The Euro recently hit a two-year low. Meanwhile, Russia is tipping at the brink of a deep recession. Japan just received a credit downgrade by Moody’s.

These days, I don’t envy speculators in the currency markets.

Trading currencies is like judging a beauty contest in a small town, when none of the girls are particularly attractive. There aren’t that many good choices. Sometimes you just have to do the best you can.

Bitcoin is like the mysterious new girl in town, but unfortunately one of her old boyfriends has an unsavory reputation – a bit of a scandal, really. Bitcoin prices are off 70% this year, yet nobody is talking. It’s been shunned.

So, the winner (for now) is everyone’s sweetheart, the U.S. dollar. In a deflationary environment, when prices for oil and gold are falling, the dollar is able to buy more than it did last year. Furthermore, a strong dollar has also shored up investment in our own stock market.

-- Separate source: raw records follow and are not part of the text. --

//! An in-memory object store, status writer and recorder.

use std::{collections::HashMap, sync::Arc, time::Duration};

use futures::channel::mpsc;
use k8s_openapi::apimachinery::pkg::apis::meta::v1::ObjectMeta;
use kube_core::DynamicObject;
use parking_lot::Mutex;

use crate::{
    addon::{
        AddonKey, ConfigReference, ManagedClusterAddOn, ManagedClusterAddOnSpec,
        ManagedClusterAddOnStatus,
    },
    recorder::{Reason, Recorder},
    subscriber::{
        ConfigObjectSpec, Event, Lister, ObjectStore, QualifiedName, StatusWriter, Subscription,
    },
    Error, Result,
};

type Sender = mpsc::UnboundedSender<Result<Event>>;

#[derive(Default)]
struct State {
    addons: HashMap<QualifiedName, Arc<ManagedClusterAddOn>>,
    /// Keyed by `group/version/resource`.
    configs: HashMap<String, HashMap<QualifiedName, Arc<DynamicObject>>>,
    addon_watches: Vec<Sender>,
    config_watches: Vec<(ConfigObjectSpec, Sender)>,
    writes: Vec<(AddonKey, i64)>,
    conflicts: u32,
    missing_on_write: bool,
    fail_opens: bool,
    opens: usize,
}

fn type_key(group: &str, version: &str, resource: &str) -> String {
    format!("{group}/{version}/{resource}")
}

fn broadcast(senders: &mut Vec<Sender>, event: Event) {
    senders.retain(|sender| sender.unbounded_send(Ok(event.clone())).is_ok());
}

#[derive(Clone, Default)]
pub struct FakeCluster {
    state: Arc<Mutex<State>>,
}

impl FakeCluster {
    pub fn put_addon(&self, addon: ManagedClusterAddOn) {
        let mut state = self.state.lock();
        let key = QualifiedName::from_resource(&addon);
        state.addons.insert(key.clone(), Arc::new(addon));
        broadcast(&mut state.addon_watches, Event { key, exists: true });
    }

    pub fn delete_addon(&self, namespace: &str, name: &str) {
        let mut state = self.state.lock();
        let key = QualifiedName {
            namespace: Some(namespace.into()),
            name: name.into(),
        };
        state.addons.remove(&key);
        broadcast(&mut state.addon_watches, Event { key, exists: false });
    }

    pub fn addon(&self, namespace: &str, name: &str) -> Option<ManagedClusterAddOn> {
        let key = QualifiedName {
            namespace: Some(namespace.into()),
            name: name.into(),
        };
        self.state.lock().addons.get(&key).map(|addon| ManagedClusterAddOn::clone(addon))
    }

    /// Creates or updates the config object `reference` points at.
    pub fn put_config(&self, reference: &ConfigReference, generation: Option<i64>) {
        let mut state = self.state.lock();
        let object = config_object(&reference.namespace, &reference.name, generation);
        let key = QualifiedName::from_resource(&object);
        state
            .configs
            .entry(type_key(&reference.group, &reference.version, &reference.resource))
            .or_default()
            .insert(key.clone(), Arc::new(object));

        let spec = ConfigObjectSpec::from(reference);
        state.config_watches.retain(|(watched, sender)| {
            let event = Event {
                key: key.clone(),
                exists: true,
            };
            *watched != spec || sender.unbounded_send(Ok(event)).is_ok()
        });
    }

    /// Ends every config event stream from the store side.
    pub fn end_config_watches(&self) {
        self.state.lock().config_watches.clear();
    }

    /// Names of the config objects with an open subscription.
    pub fn live_config_watches(&self) -> Vec<String> {
        self.state
            .lock()
            .config_watches
            .iter()
            .filter(|(_, sender)| !sender.is_closed())
            .map(|(spec, _)| spec.name.clone())
            .collect()
    }

    pub fn writes(&self) -> Vec<(AddonKey, i64)> {
        self.state.lock().writes.clone()
    }

    pub fn generations_written(&self) -> Vec<i64> {
        self.writes().into_iter().map(|(_, generation)| generation).collect()
    }

    pub fn fail_next_writes(&self, conflicts: u32) {
        self.state.lock().conflicts = conflicts;
    }

    pub fn set_missing_on_write(&self, missing: bool) {
        self.state.lock().missing_on_write = missing;
    }

    pub fn set_fail_opens(&self, fail: bool) {
        self.state.lock().fail_opens = fail;
    }

    /// Config subscriptions requested so far, failed ones included.
    pub fn opens(&self) -> usize {
        self.state.lock().opens
    }
}

impl ObjectStore for FakeCluster {
    async fn addons(&self) -> Result<Subscription<ManagedClusterAddOn>> {
        let (tx, rx) = mpsc::unbounded();
        let mut state = self.state.lock();
        for key in state.addons.keys() {
            let _ = tx.unbounded_send(Ok(Event {
                key: key.clone(),
                exists: true,
            }));
        }
        state.addon_watches.push(tx);

        Ok(Subscription {
            lister: Arc::new(AddonLister {
                state: Arc::clone(&self.state),
            }),
            events: Box::pin(rx),
        })
    }

    async fn config_object(&self, spec: &ConfigObjectSpec) -> Result<Subscription<DynamicObject>> {
        let mut state = self.state.lock();
        state.opens += 1;
        if state.fail_opens {
            return Err(Error::UnknownResource(spec.to_string()));
        }

        let (tx, rx) = mpsc::unbounded();
        let lister = ConfigLister {
            state: Arc::clone(&self.state),
            spec: spec.clone(),
        };
        if let Some(object) = lister.find(&state, &spec.qualified_name()) {
            let _ = tx.unbounded_send(Ok(Event {
                key: QualifiedName::from_resource(object.as_ref()),
                exists: true,
            }));
        }
        state.config_watches.push((spec.clone(), tx));

        Ok(Subscription {
            lister: Arc::new(lister),
            events: Box::pin(rx),
        })
    }
}

impl StatusWriter for FakeCluster {
    async fn update_status(&self, addon: &ManagedClusterAddOn) -> Result<()> {
        let mut state = self.state.lock();
        let key = QualifiedName::from_resource(addon);
        if state.conflicts > 0 {
            state.conflicts -= 1;
            return Err(Error::Conflict(addon.key()));
        }
        if state.missing_on_write || !state.addons.contains_key(&key) {
            return Err(Error::NotFound(addon.key()));
        }

        let generation = addon
            .config_reference()
            .map_or(0, |reference| reference.last_observed_generation);
        state.writes.push((addon.key(), generation));
        state.addons.insert(key.clone(), Arc::new(addon.clone()));
        broadcast(&mut state.addon_watches, Event { key, exists: true });
        Ok(())
    }
}

struct AddonLister {
    state: Arc<Mutex<State>>,
}

impl Lister<ManagedClusterAddOn> for AddonLister {
    fn get(&self, key: &QualifiedName) -> Option<Arc<ManagedClusterAddOn>> {
        self.state.lock().addons.get(key).cloned()
    }

    fn keys(&self) -> Vec<QualifiedName> {
        self.state.lock().addons.keys().cloned().collect()
    }
}

/// Sees only the object its subscription was opened for.
struct ConfigLister {
    state: Arc<Mutex<State>>,
    spec: ConfigObjectSpec,
}

impl ConfigLister {
    fn find(&self, state: &State, key: &QualifiedName) -> Option<Arc<DynamicObject>> {
        if *key != self.spec.qualified_name() {
            return None;
        }
        state
            .configs
            .get(&type_key(&self.spec.group, &self.spec.version, &self.spec.resource))?
            .get(key)
            .cloned()
    }
}

impl Lister<DynamicObject> for ConfigLister {
    fn get(&self, key: &QualifiedName) -> Option<Arc<DynamicObject>> {
        let state = self.state.lock();
        self.find(&state, key)
    }

    fn keys(&self) -> Vec<QualifiedName> {
        let state = self.state.lock();
        let key = self.spec.qualified_name();
        self.find(&state, &key).map(|_| key).into_iter().collect()
    }
}

#[derive(Clone, Default)]
pub struct FakeRecorder {
    events: Arc<Mutex<Vec<(AddonKey, Reason)>>>,
}

impl FakeRecorder {
    pub fn reasons(&self) -> Vec<Reason> {
        self.events.lock().iter().map(|(_, reason)| *reason).collect()
    }
}

impl Recorder for FakeRecorder {
    fn record(&self, addon: &AddonKey, reason: Reason, _note: String) {
        self.events.lock().push((addon.clone(), reason));
    }
}

pub fn reference(name: &str) -> ConfigReference {
    ConfigReference {
        group: "cfg.test".into(),
        version: "v1".into(),
        resource: "tests".into(),
        namespace: "ns1".into(),
        name: name.into(),
        last_observed_generation: 0,
    }
}

pub fn addon(
    namespace: &str,
    name: &str,
    reference: Option<ConfigReference>,
) -> ManagedClusterAddOn {
    let mut addon = ManagedClusterAddOn::new(name, ManagedClusterAddOnSpec::default());
    addon.metadata.namespace = Some(namespace.into());
    addon.status = Some(ManagedClusterAddOnStatus {
        config_reference: reference,
    });
    addon
}

pub fn config_object(namespace: &str, name: &str, generation: Option<i64>) -> DynamicObject {
    DynamicObject {
        types: None,
        metadata: ObjectMeta {
            name: Some(name.into()),
            namespace: Some(namespace.into()).filter(|ns: &String| !ns.is_empty()),
            generation,
            ..Default::default()
        },
        data: serde_json::Value::Null,
    }
}

/// Polls `condition` until it holds, failing the test after five seconds.
pub async fn eventually(what: &str, mut condition: impl FnMut() -> bool) {
    let deadline = tokio::time::Instant::now() + Duration::from_secs(5);
    while !condition() {
        assert!(tokio::time::Instant::now() < deadline, "timed out waiting for {what}");
        tokio::time::sleep(Duration::from_millis(10)).await;
    }
}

But there are some very fundamental flaws in this high school romance. Last week, our federal debt surpassed $18 trillion dollars. The last trillion dollars of debt was accumulated in just over 13 months. What can a trillion dollars buy these days? Well, how about the combined annual operating budgets of the Departments of Defense ($615 billion), Homeland Security ($44b), Transportation ($17b), Education ($71b), Justice ($16b), Treasury ($13b), Health and Human Services ($78b), Labor ($12b)? For government budgeting purposes, these are all considered “discretionary” expenditures. 90% of our federal tax receipts currently go towards entitlement programs such as Medicare and Social Security.

How long can this go on? A while – possibly a few years, maybe a few decades.

Global Debt to GDP.jpg

U.S. policy makers have been watching Japan for a long time now, because they are a few years ahead of us in terms of both demographics and debt. In fact, the low interest regime that we are experiencing was taken directly out of the Japanese debt playbook. Low interest rates are what keep the debt in check, because without them, things would rapidly spiral out of control.

So, this brings us back to the question of “what comes after the dollar?” I’d wager that the dollar will be around for a long while, at least on a local level. There may come a time, however, when the sovereign debt bubble will pop and we’ll need a bail-out of our own.  The problem will likely be kicked upstairs.  During the next global liquidity crises, the only clean balance sheet may come from supra-governmental organizations such as the IMF. And increasingly, their reserve currency of choice is not a single currency but a “basket” of currencies known as SDRs (special drawing rights). This would solve the problem of illiquidity by process of obscurity.

And at that point, oil and gold may not be cheap any more.